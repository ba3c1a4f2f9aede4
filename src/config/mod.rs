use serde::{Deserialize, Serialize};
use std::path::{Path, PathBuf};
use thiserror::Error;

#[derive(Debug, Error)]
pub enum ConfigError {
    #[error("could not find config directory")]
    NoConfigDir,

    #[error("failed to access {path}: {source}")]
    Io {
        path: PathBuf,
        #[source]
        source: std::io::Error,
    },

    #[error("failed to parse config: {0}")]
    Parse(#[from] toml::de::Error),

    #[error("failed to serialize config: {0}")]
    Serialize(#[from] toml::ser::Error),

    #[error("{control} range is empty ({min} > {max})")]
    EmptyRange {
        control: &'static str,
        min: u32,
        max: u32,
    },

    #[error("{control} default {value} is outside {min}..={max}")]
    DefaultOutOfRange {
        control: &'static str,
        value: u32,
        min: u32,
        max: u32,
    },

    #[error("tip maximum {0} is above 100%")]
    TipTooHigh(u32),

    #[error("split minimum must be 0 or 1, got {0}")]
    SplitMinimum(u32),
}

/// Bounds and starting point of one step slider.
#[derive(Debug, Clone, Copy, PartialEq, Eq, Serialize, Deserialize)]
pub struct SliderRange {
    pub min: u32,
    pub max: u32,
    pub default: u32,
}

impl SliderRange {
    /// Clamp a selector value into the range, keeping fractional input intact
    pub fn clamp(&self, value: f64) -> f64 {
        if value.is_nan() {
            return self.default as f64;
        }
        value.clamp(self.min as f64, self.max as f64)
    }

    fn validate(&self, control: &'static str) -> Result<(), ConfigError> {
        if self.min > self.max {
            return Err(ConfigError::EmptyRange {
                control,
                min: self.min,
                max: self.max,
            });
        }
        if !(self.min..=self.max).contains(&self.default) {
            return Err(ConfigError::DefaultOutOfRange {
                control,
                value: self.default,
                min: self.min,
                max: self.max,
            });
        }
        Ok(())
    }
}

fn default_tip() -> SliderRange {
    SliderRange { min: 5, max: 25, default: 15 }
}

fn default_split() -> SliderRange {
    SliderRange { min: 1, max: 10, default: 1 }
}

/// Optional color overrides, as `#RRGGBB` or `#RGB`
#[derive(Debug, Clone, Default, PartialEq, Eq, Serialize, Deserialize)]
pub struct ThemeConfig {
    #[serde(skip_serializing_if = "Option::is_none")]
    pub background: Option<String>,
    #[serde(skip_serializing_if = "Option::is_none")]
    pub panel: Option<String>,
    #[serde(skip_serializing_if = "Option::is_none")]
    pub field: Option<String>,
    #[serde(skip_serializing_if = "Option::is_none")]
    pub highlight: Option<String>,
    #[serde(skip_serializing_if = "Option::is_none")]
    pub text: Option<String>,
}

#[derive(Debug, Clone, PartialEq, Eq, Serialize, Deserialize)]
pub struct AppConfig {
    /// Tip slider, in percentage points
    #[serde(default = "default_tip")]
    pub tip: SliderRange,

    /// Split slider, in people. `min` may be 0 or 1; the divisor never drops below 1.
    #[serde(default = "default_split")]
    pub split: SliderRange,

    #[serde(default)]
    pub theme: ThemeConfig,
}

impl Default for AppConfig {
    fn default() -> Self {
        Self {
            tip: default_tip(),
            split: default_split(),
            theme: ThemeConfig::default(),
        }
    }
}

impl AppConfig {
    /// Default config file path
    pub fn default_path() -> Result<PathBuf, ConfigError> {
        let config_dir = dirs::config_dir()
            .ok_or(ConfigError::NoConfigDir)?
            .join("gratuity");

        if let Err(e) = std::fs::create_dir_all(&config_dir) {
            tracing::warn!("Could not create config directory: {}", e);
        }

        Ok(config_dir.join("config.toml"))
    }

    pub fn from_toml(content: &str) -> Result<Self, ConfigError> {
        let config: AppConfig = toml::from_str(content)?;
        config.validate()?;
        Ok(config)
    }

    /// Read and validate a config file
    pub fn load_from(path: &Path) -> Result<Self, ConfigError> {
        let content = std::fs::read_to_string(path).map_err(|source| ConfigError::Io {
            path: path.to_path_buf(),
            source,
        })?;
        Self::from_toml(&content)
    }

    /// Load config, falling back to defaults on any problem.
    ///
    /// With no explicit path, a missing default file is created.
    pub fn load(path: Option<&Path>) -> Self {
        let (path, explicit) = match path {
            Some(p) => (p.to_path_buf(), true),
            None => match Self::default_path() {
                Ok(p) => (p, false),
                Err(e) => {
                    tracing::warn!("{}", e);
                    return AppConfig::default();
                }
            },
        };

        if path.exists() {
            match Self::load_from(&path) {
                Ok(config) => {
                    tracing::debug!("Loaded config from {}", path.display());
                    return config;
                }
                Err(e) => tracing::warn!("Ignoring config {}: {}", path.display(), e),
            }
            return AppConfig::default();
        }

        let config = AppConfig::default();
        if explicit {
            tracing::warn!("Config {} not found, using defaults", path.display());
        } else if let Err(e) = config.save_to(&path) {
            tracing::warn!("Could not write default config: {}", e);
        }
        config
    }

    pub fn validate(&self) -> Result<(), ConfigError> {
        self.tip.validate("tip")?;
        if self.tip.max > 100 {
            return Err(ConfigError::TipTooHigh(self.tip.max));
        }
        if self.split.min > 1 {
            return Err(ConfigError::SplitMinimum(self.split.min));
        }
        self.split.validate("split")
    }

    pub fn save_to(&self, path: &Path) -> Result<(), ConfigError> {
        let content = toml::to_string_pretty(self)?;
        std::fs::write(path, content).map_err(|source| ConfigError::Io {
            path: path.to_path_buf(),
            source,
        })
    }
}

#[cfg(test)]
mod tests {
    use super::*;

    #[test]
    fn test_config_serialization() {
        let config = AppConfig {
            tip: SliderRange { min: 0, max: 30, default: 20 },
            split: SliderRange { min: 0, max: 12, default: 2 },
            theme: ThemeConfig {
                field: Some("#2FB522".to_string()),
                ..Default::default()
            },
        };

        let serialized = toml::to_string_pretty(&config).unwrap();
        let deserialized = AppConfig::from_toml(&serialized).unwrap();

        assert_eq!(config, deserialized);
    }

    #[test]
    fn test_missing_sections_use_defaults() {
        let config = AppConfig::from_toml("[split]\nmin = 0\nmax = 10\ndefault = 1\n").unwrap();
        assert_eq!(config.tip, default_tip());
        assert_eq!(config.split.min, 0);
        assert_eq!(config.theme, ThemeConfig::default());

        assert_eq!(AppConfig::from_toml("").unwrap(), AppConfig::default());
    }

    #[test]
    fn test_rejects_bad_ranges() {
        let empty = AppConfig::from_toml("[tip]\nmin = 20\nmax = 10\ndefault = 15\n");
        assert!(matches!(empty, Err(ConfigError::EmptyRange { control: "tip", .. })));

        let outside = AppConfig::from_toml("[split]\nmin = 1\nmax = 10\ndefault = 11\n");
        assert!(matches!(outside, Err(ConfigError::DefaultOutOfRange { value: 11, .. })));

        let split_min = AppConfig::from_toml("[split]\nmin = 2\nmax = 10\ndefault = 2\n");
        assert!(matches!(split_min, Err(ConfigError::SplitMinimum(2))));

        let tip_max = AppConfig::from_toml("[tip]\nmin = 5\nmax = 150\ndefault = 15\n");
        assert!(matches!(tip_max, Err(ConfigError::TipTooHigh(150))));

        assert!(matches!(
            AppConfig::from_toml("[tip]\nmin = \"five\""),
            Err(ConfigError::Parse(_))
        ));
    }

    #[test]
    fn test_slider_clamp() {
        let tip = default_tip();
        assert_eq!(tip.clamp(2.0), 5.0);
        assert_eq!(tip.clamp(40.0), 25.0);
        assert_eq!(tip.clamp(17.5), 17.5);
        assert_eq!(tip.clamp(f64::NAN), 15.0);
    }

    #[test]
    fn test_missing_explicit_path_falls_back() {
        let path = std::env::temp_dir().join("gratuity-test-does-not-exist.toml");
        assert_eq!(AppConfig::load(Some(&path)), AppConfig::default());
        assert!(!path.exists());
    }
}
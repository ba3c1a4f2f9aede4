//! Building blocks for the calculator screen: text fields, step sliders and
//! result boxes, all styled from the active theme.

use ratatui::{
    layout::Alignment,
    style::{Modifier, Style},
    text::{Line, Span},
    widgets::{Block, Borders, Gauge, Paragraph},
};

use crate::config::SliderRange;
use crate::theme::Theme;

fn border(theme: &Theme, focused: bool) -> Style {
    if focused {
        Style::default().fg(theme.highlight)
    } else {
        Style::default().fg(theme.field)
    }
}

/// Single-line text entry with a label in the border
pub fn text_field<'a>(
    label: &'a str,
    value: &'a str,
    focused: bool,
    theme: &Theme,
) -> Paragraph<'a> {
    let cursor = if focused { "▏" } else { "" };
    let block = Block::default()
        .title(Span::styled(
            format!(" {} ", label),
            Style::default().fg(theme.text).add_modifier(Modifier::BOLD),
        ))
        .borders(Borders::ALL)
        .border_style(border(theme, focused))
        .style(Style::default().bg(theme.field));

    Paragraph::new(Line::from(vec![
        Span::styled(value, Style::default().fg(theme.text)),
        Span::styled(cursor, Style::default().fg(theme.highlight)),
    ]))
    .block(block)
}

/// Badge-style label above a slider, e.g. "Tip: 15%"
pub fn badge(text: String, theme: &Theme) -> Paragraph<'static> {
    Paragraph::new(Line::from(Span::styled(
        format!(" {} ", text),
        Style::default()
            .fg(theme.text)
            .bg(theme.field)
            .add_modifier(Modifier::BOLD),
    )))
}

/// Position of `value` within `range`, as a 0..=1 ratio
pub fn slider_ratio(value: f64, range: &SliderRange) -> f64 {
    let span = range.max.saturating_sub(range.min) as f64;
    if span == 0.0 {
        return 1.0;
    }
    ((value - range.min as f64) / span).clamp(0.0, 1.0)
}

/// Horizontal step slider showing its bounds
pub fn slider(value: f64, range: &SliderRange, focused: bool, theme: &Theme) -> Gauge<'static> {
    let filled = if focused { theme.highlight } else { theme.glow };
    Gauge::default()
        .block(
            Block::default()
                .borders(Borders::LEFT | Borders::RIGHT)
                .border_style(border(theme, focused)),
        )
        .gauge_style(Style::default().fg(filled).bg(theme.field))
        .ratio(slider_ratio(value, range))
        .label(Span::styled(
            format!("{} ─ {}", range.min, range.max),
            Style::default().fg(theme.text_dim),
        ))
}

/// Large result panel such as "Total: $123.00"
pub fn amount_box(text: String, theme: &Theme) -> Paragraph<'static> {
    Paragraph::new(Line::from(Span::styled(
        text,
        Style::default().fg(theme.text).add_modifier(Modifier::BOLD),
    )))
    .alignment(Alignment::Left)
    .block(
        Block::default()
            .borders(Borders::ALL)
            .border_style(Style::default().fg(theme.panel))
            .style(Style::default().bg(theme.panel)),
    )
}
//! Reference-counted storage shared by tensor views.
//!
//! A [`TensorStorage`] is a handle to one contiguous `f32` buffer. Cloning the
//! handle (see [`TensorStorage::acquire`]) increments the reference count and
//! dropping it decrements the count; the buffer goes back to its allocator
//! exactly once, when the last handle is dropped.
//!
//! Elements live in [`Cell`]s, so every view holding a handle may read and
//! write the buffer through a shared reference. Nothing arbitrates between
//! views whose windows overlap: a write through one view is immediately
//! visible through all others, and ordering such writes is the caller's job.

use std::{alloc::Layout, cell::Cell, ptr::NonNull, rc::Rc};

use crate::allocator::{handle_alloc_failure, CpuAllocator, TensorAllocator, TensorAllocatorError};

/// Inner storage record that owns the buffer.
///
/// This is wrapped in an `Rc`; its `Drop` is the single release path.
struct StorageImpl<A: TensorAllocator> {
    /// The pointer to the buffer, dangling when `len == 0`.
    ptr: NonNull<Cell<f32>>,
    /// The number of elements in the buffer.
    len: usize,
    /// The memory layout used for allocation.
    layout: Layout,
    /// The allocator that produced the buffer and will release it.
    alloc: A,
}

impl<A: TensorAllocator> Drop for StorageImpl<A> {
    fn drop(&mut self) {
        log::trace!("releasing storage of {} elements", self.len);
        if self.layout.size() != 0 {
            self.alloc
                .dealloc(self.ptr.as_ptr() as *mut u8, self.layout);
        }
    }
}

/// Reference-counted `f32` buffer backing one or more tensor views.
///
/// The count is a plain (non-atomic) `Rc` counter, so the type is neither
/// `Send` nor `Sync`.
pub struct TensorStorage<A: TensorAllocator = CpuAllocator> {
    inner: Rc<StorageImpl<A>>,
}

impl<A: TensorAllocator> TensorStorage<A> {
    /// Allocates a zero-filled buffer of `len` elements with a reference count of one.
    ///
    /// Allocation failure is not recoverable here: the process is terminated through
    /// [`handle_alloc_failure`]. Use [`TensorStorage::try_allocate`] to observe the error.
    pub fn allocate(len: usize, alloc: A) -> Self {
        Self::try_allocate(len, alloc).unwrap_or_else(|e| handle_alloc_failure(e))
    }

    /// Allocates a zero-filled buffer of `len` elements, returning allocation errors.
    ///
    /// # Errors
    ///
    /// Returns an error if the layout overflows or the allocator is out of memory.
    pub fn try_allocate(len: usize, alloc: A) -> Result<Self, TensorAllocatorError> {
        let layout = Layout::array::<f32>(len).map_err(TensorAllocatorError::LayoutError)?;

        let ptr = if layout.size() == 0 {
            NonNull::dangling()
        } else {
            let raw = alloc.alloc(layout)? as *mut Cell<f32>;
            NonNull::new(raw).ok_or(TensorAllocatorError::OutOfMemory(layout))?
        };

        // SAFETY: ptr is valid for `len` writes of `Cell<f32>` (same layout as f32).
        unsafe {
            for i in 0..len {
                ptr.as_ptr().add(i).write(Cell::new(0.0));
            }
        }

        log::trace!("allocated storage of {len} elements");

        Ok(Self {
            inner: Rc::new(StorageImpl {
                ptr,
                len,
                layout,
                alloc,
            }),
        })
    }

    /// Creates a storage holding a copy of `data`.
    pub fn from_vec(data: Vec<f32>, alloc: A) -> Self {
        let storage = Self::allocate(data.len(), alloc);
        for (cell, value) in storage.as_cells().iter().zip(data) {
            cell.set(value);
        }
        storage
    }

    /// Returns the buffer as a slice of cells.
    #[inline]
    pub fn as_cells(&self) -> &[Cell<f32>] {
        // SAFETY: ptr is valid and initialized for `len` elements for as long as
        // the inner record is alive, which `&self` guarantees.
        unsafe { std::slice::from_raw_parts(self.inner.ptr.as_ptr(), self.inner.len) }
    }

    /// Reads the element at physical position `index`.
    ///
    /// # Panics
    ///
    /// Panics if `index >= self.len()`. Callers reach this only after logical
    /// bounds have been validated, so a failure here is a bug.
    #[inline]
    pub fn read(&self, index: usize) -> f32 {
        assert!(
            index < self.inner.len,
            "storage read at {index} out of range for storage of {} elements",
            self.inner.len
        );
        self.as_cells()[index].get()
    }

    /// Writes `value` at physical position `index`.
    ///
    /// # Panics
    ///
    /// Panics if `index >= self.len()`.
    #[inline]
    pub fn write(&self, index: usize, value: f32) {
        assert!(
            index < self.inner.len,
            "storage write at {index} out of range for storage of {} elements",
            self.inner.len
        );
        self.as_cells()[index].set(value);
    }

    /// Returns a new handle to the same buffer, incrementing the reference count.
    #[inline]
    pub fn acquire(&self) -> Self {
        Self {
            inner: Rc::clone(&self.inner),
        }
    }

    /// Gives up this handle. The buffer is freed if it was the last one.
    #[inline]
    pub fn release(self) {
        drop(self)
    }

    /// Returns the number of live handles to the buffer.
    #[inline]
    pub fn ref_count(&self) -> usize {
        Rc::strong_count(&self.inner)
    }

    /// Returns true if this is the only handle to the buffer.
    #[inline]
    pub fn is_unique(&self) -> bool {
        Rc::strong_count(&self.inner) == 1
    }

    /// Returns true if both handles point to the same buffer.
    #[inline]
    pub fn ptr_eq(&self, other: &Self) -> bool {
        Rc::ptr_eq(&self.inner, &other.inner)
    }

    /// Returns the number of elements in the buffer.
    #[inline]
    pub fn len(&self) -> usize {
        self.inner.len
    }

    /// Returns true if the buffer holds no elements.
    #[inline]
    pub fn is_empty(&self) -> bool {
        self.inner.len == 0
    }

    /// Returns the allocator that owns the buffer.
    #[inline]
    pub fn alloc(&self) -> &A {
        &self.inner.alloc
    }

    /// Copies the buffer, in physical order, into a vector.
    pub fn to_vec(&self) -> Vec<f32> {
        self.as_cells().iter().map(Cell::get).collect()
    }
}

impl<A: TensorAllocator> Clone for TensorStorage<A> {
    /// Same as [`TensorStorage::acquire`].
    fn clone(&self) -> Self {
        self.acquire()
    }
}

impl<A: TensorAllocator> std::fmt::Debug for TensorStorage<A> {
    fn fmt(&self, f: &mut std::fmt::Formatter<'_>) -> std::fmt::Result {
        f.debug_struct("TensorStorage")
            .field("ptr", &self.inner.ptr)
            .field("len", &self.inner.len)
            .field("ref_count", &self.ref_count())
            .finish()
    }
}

◆ **Task item**
When you reach the line in the material above that holds "cell.set(value);", begin reproducing lines exactly, and stop after the line that holds "the inner record".

◆ **Output**
            cell.set(value);
        }
        storage
    }

    /// Returns the buffer as a slice of cells.
    #[inline]
    pub fn as_cells(&self) -> &[Cell<f32>] {
        // SAFETY: ptr is valid and initialized for `len` elements for as long as
        // the inner record is alive, which `&self` guarantees.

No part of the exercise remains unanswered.